We Drove All Night (Manejamos todo noche)

acrylic on wood
by Theresa Rosado

back | studio

"We Drove All Night" began as a memory of the flat rice planes that I drove through in the Dominican Republic. Nestled in the far ends of the valley stretched these long flat fields of rice dotted with palm trees. Sometimes I'd see oxen driven by young men working the fields. Sometimes I'd see tractors with fat metal tires mucking about. The sky was always marvelous there. So that's where the cruising in a car in a flat land came from. Folks always ask about the domino floating in the sky. I wanted to bring a a feeling of tension into the otherwise happy painting. The domino was the first thing that came into my mind. It symbolizes a domineering force. In the Dominican Republic and Puerto Rico men play dominoes at dark sitting on orange crates and smoking cigars in the plazas and court yards. The domino symbolizes US control and invasion into Puerto Rico. Robert Henkes in his book "Latin American Women Artists of the United States" thought there may be some numerical significance to the domino. But really the domino was actually just a number I wouldn't mind playing. Combinations of tens and fives count as points. There was no significance beyond the "logic" of the game, the same way US policy has ignored the desires for statehood or nationhood of the Puerto Rican people. I visited small road side stores such as this one with products just as the ones seen. There really is powdered milk in huge cans called NIDO. If you see goats milk candy wrapped in Saran wrap or wax paper I highly recommend it.

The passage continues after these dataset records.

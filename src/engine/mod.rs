//! The bundle synchronization engine.
//!
//! [`Homefiles`] owns everything one invocation needs: the resolved root and
//! repository paths, the host platform, the ignore list, the tracked-directory
//! cache and the version-control collaborator.  Its operations are split
//! across [`link`] (link, unlink, relink), [`track`] (track, untrack) and
//! [`remote`] (sync, clone, init).
pub mod link;
pub mod remote;
pub mod track;

use std::collections::BTreeSet;
use std::path::PathBuf;
use std::sync::Arc;

use crate::bundles::ignore::IgnoreSet;
use crate::bundles::state::CustomBundleState;
use crate::bundles::{self, Breakdown, Bundle};
use crate::config::Config;
use crate::error::Result;
use crate::git::VersionControl;
use crate::logging::Log;
use crate::paths;
use crate::platform::Platform;
use crate::tracking::TrackingResolver;
use crate::transaction::FsMutator;

/// Synchronizes bundles between the repository and the root tree.
pub struct Homefiles {
    root: PathBuf,
    repo: PathBuf,
    remote_repo: String,
    dry_run: bool,
    platform: Platform,
    ignore: IgnoreSet,
    resolver: TrackingResolver,
    state: CustomBundleState,
    vcs: Box<dyn VersionControl>,
    log: Arc<dyn Log>,
}

impl std::fmt::Debug for Homefiles {
    fn fmt(&self, f: &mut std::fmt::Formatter<'_>) -> std::fmt::Result {
        f.debug_struct("Homefiles")
            .field("root", &self.root)
            .field("repo", &self.repo)
            .field("remote_repo", &self.remote_repo)
            .field("dry_run", &self.dry_run)
            .field("platform", &self.platform)
            .field("ignore", &self.ignore)
            .field("resolver", &self.resolver)
            .field("vcs", &"<dyn VersionControl>")
            .field("log", &"<dyn Log>")
            .finish()
    }
}

impl Homefiles {
    /// Create an engine for `config` on `platform`.
    ///
    /// # Errors
    ///
    /// Returns an error if an ignore pattern is invalid.
    pub fn new(
        config: &Config,
        platform: Platform,
        vcs: Box<dyn VersionControl>,
        log: Arc<dyn Log>,
        dry_run: bool,
    ) -> Result<Self> {
        let root = paths::resolve_dir(&config.root);
        let repo = paths::resolve_dir(&config.repo);
        Ok(Self {
            state: CustomBundleState::for_repo(&repo),
            ignore: IgnoreSet::with_defaults(&config.ignore)?,
            resolver: TrackingResolver::new(),
            remote_repo: config.remote_repo.clone(),
            root,
            repo,
            dry_run,
            platform,
            vcs,
            log,
        })
    }

    /// Bundle names matching this machine, most specific first.
    #[must_use]
    pub fn platform_identifiers(&self) -> Vec<String> {
        self.platform.bundle_identifiers()
    }

    /// Top-level bundle directories in the repository.
    ///
    /// # Errors
    ///
    /// Returns an error if the repository cannot be listed.
    pub fn present_bundles(&self) -> Result<BTreeSet<String>> {
        bundles::present_bundles(&self.repo)
    }

    /// Bundles `link` would apply for `explicit`, in application order.
    ///
    /// # Errors
    ///
    /// Returns [`crate::error::HomefilesError::SelectedBundlesNotFound`] if
    /// any explicit bundle is unavailable.
    pub fn selected_bundles(&self, explicit: &[String]) -> Result<Vec<Bundle>> {
        bundles::select(
            explicit,
            &self.present_bundles()?,
            &self.platform_identifiers(),
        )
    }

    /// Bundles applicable to this machine and the other present bundles.
    ///
    /// # Errors
    ///
    /// Returns an error if the repository or the state file cannot be read.
    pub fn bundle_breakdown(&self) -> Result<Breakdown> {
        Ok(bundles::breakdown(
            &self.present_bundles()?,
            &self.platform_identifiers(),
            &self.state.read()?,
        ))
    }

    fn mutator(&self) -> FsMutator<'_> {
        FsMutator::new(self.dry_run, self.log.as_ref())
    }
}
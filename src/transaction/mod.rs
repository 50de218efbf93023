//! Undo log for multi-step filesystem mutations.
//!
//! Every mutating primitive in [`FsMutator`] appends an [`Operation`]
//! describing what it did once it succeeds.  When a later step fails the
//! caller hands the log to [`UndoLog::rollback`], which replays the inverse
//! of each operation in strict reverse order without recording anything
//! further.
//!
//! ```ignore
//! let mut undo = UndoLog::new();
//! let result = (|| {
//!     fs.mkdir(&dir, Some(&mut undo))?;
//!     fs.symlink(&source, &dir.join("file"), Some(&mut undo))
//! })();
//! undo.finish(result, &fs)?;
//! ```

mod mutator;

pub use mutator::FsMutator;

use std::path::PathBuf;

use crate::error::{HomefilesError, Result};

/// A completed mutation together with the arguments needed to invert it.
#[derive(Debug, Clone, PartialEq, Eq)]
pub enum Operation {
    /// `link` was created pointing at `target`; undone by removing `link`.
    SymlinkCreated {
        /// Symlink location.
        link: PathBuf,
        /// What the symlink points to.
        target: PathBuf,
    },
    /// The symlink `link -> target` was removed; undone by recreating it.
    SymlinkRemoved {
        /// Symlink location.
        link: PathBuf,
        /// What the symlink pointed to.
        target: PathBuf,
    },
    /// An empty directory was created; undone by removing it.
    DirectoryCreated {
        /// Created directory.
        path: PathBuf,
    },
    /// An empty directory was removed; undone by creating it again.
    DirectoryRemoved {
        /// Removed directory.
        path: PathBuf,
    },
    /// `from` was moved to `to`; undone by moving it back.
    Renamed {
        /// Original location.
        from: PathBuf,
        /// New location.
        to: PathBuf,
    },
}

impl Operation {
    /// Execute the inverse of this operation in rollback mode.
    ///
    /// # Errors
    ///
    /// Returns the error raised by the inverse primitive.
    pub fn invert(&self, fs: &FsMutator<'_>) -> Result<()> {
        match self {
            Self::SymlinkCreated { link, .. } => fs.remove_symlink(link, None),
            Self::SymlinkRemoved { link, target } => fs.symlink(target, link, None),
            Self::DirectoryCreated { path } => fs.rmdir(path, None),
            Self::DirectoryRemoved { path } => fs.mkdir(path, None),
            Self::Renamed { from, to } => fs.rename(to, from, None),
        }
    }
}

/// Ordered record of completed operations for one top-level invocation.
#[derive(Debug, Default)]
pub struct UndoLog {
    operations: Vec<Operation>,
}

impl UndoLog {
    /// Create an empty log.
    #[must_use]
    pub fn new() -> Self {
        Self::default()
    }

    /// Append a completed operation.
    pub fn record(&mut self, operation: Operation) {
        self.operations.push(operation);
    }

    /// Recorded operations in execution order.
    #[must_use]
    pub fn operations(&self) -> &[Operation] {
        &self.operations
    }

    /// Number of recorded operations.
    #[must_use]
    pub fn len(&self) -> usize {
        self.operations.len()
    }

    /// Returns `true` if nothing has been recorded.
    #[must_use]
    pub fn is_empty(&self) -> bool {
        self.operations.is_empty()
    }

    /// Replay the inverse of every recorded operation, newest first.
    ///
    /// Stops at the first inverse that fails and returns its error.
    ///
    /// # Errors
    ///
    /// Returns the error raised by the failing inverse operation.
    pub fn rollback(self, fs: &FsMutator<'_>) -> Result<()> {
        if !self.operations.is_empty() {
            fs.log()
                .warn(&format!("rolling back {} operation(s)", self.operations.len()));
        }
        for operation in self.operations.iter().rev() {
            operation.invert(fs)?;
        }
        Ok(())
    }

    /// Resolve a multi-step operation: on error roll back and return the
    /// original error (or a [`HomefilesError::RollbackFailed`] if the
    /// rollback itself failed); on success keep the changes.
    ///
    /// # Errors
    ///
    /// Returns the original error, or the rollback failure wrapping it.
    pub fn finish<T>(self, result: Result<T>, fs: &FsMutator<'_>) -> Result<T> {
        match result {
            Ok(value) => Ok(value),
            Err(original) => match self.rollback(fs) {
                Ok(()) => Err(original),
                Err(rollback) => Err(HomefilesError::RollbackFailed {
                    rollback: Box::new(rollback),
                    original: Box::new(original),
                }),
            },
        }
    }
}
//! Names skipped while walking bundles.
use std::ffi::OsStr;

use globset::{Glob, GlobSet, GlobSetBuilder};

use crate::error::Result;

/// Platform junk files that are never linked.
pub const DEFAULT_IGNORE: &[&str] = &[".DS_Store"];

/// Compiled set of shell-style patterns matched against entry names.
#[derive(Debug, Clone)]
pub struct IgnoreSet {
    set: GlobSet,
}

impl IgnoreSet {
    /// Compile `patterns`.
    ///
    /// # Errors
    ///
    /// Returns [`crate::error::HomefilesError::InvalidIgnorePattern`] if a
    /// pattern is not a valid glob.
    pub fn new(patterns: &[String]) -> Result<Self> {
        let mut builder = GlobSetBuilder::new();
        for pattern in patterns {
            builder.add(Glob::new(pattern)?);
        }
        Ok(Self {
            set: builder.build()?,
        })
    }

    /// Whether an entry called `name` should be skipped.
    #[must_use]
    pub fn is_ignored(&self, name: &OsStr) -> bool {
        self.set.is_match(name)
    }

    /// The built-in patterns followed by `extra`.
    ///
    /// # Errors
    ///
    /// Returns an error if one of `extra` is not a valid glob.
    pub fn with_defaults(extra: &[String]) -> Result<Self> {
        let patterns: Vec<String> = DEFAULT_IGNORE
            .iter()
            .map(|p| (*p).to_string())
            .chain(extra.iter().cloned())
            .collect();
        Self::new(&patterns)
    }
}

My palm trees are based on actual plants I have sketched at Michigan State Universities greenhouses, botanical catalogs of West Indian plants, and photos of plants that I have taken in the Dominican Republic. In the current trend of minimalism in painting, I find cultural and geographical specifics refreshing and necessary. What we know as culture is vanishing and is as endangered as any plant life. The challenge for me is retaining integrity and cultural honesty in the constant flux of change encountered in modern life.